━━━━━ AVAILABLE DATA

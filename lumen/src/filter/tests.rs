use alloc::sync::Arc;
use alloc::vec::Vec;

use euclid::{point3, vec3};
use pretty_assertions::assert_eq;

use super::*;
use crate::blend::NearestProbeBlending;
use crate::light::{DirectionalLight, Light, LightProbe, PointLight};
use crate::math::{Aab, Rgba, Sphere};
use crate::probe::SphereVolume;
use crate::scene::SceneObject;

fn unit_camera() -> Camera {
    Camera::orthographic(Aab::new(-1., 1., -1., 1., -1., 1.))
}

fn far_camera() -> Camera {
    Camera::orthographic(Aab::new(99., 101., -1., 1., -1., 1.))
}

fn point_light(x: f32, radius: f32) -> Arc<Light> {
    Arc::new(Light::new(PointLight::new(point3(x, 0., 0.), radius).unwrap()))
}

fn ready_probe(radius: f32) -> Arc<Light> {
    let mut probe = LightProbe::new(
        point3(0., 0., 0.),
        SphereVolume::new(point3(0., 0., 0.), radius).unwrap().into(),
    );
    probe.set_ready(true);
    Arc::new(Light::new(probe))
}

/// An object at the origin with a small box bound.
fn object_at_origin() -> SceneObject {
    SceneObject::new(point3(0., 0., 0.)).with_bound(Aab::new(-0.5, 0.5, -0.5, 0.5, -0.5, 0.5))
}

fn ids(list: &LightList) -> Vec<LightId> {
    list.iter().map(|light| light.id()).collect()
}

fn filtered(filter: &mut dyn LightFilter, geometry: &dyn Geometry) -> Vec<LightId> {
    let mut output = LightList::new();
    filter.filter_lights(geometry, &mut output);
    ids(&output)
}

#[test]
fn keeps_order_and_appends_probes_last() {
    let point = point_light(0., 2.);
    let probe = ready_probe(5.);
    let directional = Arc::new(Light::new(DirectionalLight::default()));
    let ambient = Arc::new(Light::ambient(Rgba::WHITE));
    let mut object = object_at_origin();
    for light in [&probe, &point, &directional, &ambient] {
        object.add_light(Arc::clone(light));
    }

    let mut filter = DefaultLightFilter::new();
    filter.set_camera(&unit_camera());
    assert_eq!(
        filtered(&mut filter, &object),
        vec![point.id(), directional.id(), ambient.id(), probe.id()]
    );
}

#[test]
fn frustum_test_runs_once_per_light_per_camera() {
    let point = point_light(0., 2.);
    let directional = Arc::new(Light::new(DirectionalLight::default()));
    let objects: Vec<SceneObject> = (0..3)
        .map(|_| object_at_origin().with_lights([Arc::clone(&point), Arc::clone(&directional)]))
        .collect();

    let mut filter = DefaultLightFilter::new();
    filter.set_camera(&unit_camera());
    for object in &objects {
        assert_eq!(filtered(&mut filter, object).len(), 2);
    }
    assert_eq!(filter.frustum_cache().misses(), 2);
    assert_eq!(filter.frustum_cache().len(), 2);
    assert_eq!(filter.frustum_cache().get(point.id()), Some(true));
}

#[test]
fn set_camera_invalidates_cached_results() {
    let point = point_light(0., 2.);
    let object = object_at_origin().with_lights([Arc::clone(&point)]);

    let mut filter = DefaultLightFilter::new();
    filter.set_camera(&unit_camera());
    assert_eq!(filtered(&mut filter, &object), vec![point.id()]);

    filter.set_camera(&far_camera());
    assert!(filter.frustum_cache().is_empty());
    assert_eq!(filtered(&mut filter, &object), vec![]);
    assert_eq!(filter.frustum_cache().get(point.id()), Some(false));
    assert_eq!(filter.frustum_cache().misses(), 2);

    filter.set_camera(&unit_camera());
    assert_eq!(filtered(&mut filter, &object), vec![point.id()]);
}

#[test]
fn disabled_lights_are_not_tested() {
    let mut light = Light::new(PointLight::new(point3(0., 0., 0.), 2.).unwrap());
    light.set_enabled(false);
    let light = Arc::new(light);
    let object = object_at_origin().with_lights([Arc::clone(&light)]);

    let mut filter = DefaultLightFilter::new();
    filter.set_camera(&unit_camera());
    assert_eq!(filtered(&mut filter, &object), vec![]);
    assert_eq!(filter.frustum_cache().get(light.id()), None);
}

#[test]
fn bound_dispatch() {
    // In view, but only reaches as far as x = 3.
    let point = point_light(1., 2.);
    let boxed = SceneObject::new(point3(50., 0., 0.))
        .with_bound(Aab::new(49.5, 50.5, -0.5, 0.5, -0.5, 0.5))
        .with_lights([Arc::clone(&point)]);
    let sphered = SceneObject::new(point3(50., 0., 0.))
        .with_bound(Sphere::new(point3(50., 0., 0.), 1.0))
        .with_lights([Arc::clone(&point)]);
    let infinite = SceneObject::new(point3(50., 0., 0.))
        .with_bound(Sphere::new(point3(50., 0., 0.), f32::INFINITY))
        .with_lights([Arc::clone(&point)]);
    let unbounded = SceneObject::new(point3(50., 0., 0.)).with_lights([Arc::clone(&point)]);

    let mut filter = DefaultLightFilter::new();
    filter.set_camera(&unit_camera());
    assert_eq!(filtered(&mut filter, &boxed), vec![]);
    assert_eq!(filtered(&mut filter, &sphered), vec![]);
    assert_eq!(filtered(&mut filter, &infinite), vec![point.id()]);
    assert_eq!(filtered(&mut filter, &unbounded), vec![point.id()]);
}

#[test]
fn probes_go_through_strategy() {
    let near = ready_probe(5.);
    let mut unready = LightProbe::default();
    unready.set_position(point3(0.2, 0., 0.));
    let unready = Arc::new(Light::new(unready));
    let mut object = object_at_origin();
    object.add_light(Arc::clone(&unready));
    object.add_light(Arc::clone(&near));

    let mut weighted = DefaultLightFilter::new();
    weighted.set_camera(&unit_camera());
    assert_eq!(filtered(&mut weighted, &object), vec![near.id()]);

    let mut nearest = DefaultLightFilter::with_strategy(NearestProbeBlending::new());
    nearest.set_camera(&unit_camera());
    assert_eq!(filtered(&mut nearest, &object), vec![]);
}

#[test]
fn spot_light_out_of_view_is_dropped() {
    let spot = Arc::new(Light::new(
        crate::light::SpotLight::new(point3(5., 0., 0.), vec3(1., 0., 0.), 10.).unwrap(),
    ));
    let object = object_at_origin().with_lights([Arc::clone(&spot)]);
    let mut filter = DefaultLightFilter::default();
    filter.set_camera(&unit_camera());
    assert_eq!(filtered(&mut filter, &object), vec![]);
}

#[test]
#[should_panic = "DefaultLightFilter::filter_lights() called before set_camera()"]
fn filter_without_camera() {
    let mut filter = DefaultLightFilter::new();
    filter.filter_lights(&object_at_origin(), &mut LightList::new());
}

━━━━━━━━━━

— ASSIGNED TASK —
Retype all of the data exactly, so that nothing differs from what is given.

— SOLUTION FOR THIS EXERCISE —
filename lumen/src/filter/tests.rs
use alloc::sync::Arc;
use alloc::vec::Vec;

use euclid::{point3, vec3};
use pretty_assertions::assert_eq;

use super::*;
use crate::blend::NearestProbeBlending;
use crate::light::{DirectionalLight, Light, LightProbe, PointLight};
use crate::math::{Aab, Rgba, Sphere};
use crate::probe::SphereVolume;
use crate::scene::SceneObject;

fn unit_camera() -> Camera {
    Camera::orthographic(Aab::new(-1., 1., -1., 1., -1., 1.))
}

fn far_camera() -> Camera {
    Camera::orthographic(Aab::new(99., 101., -1., 1., -1., 1.))
}

fn point_light(x: f32, radius: f32) -> Arc<Light> {
    Arc::new(Light::new(PointLight::new(point3(x, 0., 0.), radius).unwrap()))
}

fn ready_probe(radius: f32) -> Arc<Light> {
    let mut probe = LightProbe::new(
        point3(0., 0., 0.),
        SphereVolume::new(point3(0., 0., 0.), radius).unwrap().into(),
    );
    probe.set_ready(true);
    Arc::new(Light::new(probe))
}

/// An object at the origin with a small box bound.
fn object_at_origin() -> SceneObject {
    SceneObject::new(point3(0., 0., 0.)).with_bound(Aab::new(-0.5, 0.5, -0.5, 0.5, -0.5, 0.5))
}

fn ids(list: &LightList) -> Vec<LightId> {
    list.iter().map(|light| light.id()).collect()
}

fn filtered(filter: &mut dyn LightFilter, geometry: &dyn Geometry) -> Vec<LightId> {
    let mut output = LightList::new();
    filter.filter_lights(geometry, &mut output);
    ids(&output)
}

#[test]
fn keeps_order_and_appends_probes_last() {
    let point = point_light(0., 2.);
    let probe = ready_probe(5.);
    let directional = Arc::new(Light::new(DirectionalLight::default()));
    let ambient = Arc::new(Light::ambient(Rgba::WHITE));
    let mut object = object_at_origin();
    for light in [&probe, &point, &directional, &ambient] {
        object.add_light(Arc::clone(light));
    }

    let mut filter = DefaultLightFilter::new();
    filter.set_camera(&unit_camera());
    assert_eq!(
        filtered(&mut filter, &object),
        vec![point.id(), directional.id(), ambient.id(), probe.id()]
    );
}

#[test]
fn frustum_test_runs_once_per_light_per_camera() {
    let point = point_light(0., 2.);
    let directional = Arc::new(Light::new(DirectionalLight::default()));
    let objects: Vec<SceneObject> = (0..3)
        .map(|_| object_at_origin().with_lights([Arc::clone(&point), Arc::clone(&directional)]))
        .collect();

    let mut filter = DefaultLightFilter::new();
    filter.set_camera(&unit_camera());
    for object in &objects {
        assert_eq!(filtered(&mut filter, object).len(), 2);
    }
    assert_eq!(filter.frustum_cache().misses(), 2);
    assert_eq!(filter.frustum_cache().len(), 2);
    assert_eq!(filter.frustum_cache().get(point.id()), Some(true));
}

#[test]
fn set_camera_invalidates_cached_results() {
    let point = point_light(0., 2.);
    let object = object_at_origin().with_lights([Arc::clone(&point)]);

    let mut filter = DefaultLightFilter::new();
    filter.set_camera(&unit_camera());
    assert_eq!(filtered(&mut filter, &object), vec![point.id()]);

    filter.set_camera(&far_camera());
    assert!(filter.frustum_cache().is_empty());
    assert_eq!(filtered(&mut filter, &object), vec![]);
    assert_eq!(filter.frustum_cache().get(point.id()), Some(false));
    assert_eq!(filter.frustum_cache().misses(), 2);

    filter.set_camera(&unit_camera());
    assert_eq!(filtered(&mut filter, &object), vec![point.id()]);
}

#[test]
fn disabled_lights_are_not_tested() {
    let mut light = Light::new(PointLight::new(point3(0., 0., 0.), 2.).unwrap());
    light.set_enabled(false);
    let light = Arc::new(light);
    let object = object_at_origin().with_lights([Arc::clone(&light)]);

    let mut filter = DefaultLightFilter::new();
    filter.set_camera(&unit_camera());
    assert_eq!(filtered(&mut filter, &object), vec![]);
    assert_eq!(filter.frustum_cache().get(light.id()), None);
}

#[test]
fn bound_dispatch() {
    // In view, but only reaches as far as x = 3.
    let point = point_light(1., 2.);
    let boxed = SceneObject::new(point3(50., 0., 0.))
        .with_bound(Aab::new(49.5, 50.5, -0.5, 0.5, -0.5, 0.5))
        .with_lights([Arc::clone(&point)]);
    let sphered = SceneObject::new(point3(50., 0., 0.))
        .with_bound(Sphere::new(point3(50., 0., 0.), 1.0))
        .with_lights([Arc::clone(&point)]);
    let infinite = SceneObject::new(point3(50., 0., 0.))
        .with_bound(Sphere::new(point3(50., 0., 0.), f32::INFINITY))
        .with_lights([Arc::clone(&point)]);
    let unbounded = SceneObject::new(point3(50., 0., 0.)).with_lights([Arc::clone(&point)]);

    let mut filter = DefaultLightFilter::new();
    filter.set_camera(&unit_camera());
    assert_eq!(filtered(&mut filter, &boxed), vec![]);
    assert_eq!(filtered(&mut filter, &sphered), vec![]);
    assert_eq!(filtered(&mut filter, &infinite), vec![point.id()]);
    assert_eq!(filtered(&mut filter, &unbounded), vec![point.id()]);
}

#[test]
fn probes_go_through_strategy() {
    let near = ready_probe(5.);
    let mut unready = LightProbe::default();
    unready.set_position(point3(0.2, 0., 0.));
    let unready = Arc::new(Light::new(unready));
    let mut object = object_at_origin();
    object.add_light(Arc::clone(&unready));
    object.add_light(Arc::clone(&near));

    let mut weighted = DefaultLightFilter::new();
    weighted.set_camera(&unit_camera());
    assert_eq!(filtered(&mut weighted, &object), vec![near.id()]);

    let mut nearest = DefaultLightFilter::with_strategy(NearestProbeBlending::new());
    nearest.set_camera(&unit_camera());
    assert_eq!(filtered(&mut nearest, &object), vec![]);
}

#[test]
fn spot_light_out_of_view_is_dropped() {
    let spot = Arc::new(Light::new(
        crate::light::SpotLight::new(point3(5., 0., 0.), vec3(1., 0., 0.), 10.).unwrap(),
    ));
    let object = object_at_origin().with_lights([Arc::clone(&spot)]);
    let mut filter = DefaultLightFilter::default();
    filter.set_camera(&unit_camera());
    assert_eq!(filtered(&mut filter, &object), vec![]);
}

#[test]
#[should_panic = "DefaultLightFilter::filter_lights() called before set_camera()"]
fn filter_without_camera() {
    let mut filter = DefaultLightFilter::new();
    filter.filter_lights(&object_at_origin(), &mut LightList::new());
}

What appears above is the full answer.